▸ Supplied data
++++++++

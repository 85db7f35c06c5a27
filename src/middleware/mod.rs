pub mod rate_limit;

pub use rate_limit::{client_ip, RateLimiter};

++++++++

Every line above must appear again in your reply, exactly as written.

▸ Completed exercise
repository 85db7f35c06c5a27
filename src/middleware/mod.rs
pub mod rate_limit;

pub use rate_limit::{client_ip, RateLimiter};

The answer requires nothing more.